### [Assignment]
The answer is every line of the records that holds the word "impl", copied in full.

(Collected data entries)
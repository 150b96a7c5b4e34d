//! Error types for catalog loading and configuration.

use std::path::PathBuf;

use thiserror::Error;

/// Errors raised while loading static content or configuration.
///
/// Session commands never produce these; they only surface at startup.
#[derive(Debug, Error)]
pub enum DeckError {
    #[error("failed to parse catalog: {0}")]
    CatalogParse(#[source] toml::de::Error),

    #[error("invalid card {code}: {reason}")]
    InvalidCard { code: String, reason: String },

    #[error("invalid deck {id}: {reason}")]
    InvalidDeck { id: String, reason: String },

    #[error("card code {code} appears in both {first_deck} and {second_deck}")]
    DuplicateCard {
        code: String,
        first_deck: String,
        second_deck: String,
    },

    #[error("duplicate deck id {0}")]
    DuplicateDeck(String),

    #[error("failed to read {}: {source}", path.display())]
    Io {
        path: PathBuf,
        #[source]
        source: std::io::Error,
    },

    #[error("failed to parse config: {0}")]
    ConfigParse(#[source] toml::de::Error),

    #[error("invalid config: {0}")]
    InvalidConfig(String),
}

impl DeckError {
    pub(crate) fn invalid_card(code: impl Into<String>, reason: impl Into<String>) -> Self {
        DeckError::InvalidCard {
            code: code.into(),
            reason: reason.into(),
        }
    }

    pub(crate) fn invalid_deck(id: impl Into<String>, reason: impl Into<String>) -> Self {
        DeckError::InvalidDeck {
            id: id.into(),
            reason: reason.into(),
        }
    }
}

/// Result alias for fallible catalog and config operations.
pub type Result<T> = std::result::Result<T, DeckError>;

### [Answer below]
impl DeckError {
    pub(crate) fn invalid_card(code: impl Into<String>, reason: impl Into<String>) -> Self {
    pub(crate) fn invalid_deck(id: impl Into<String>, reason: impl Into<String>) -> Self {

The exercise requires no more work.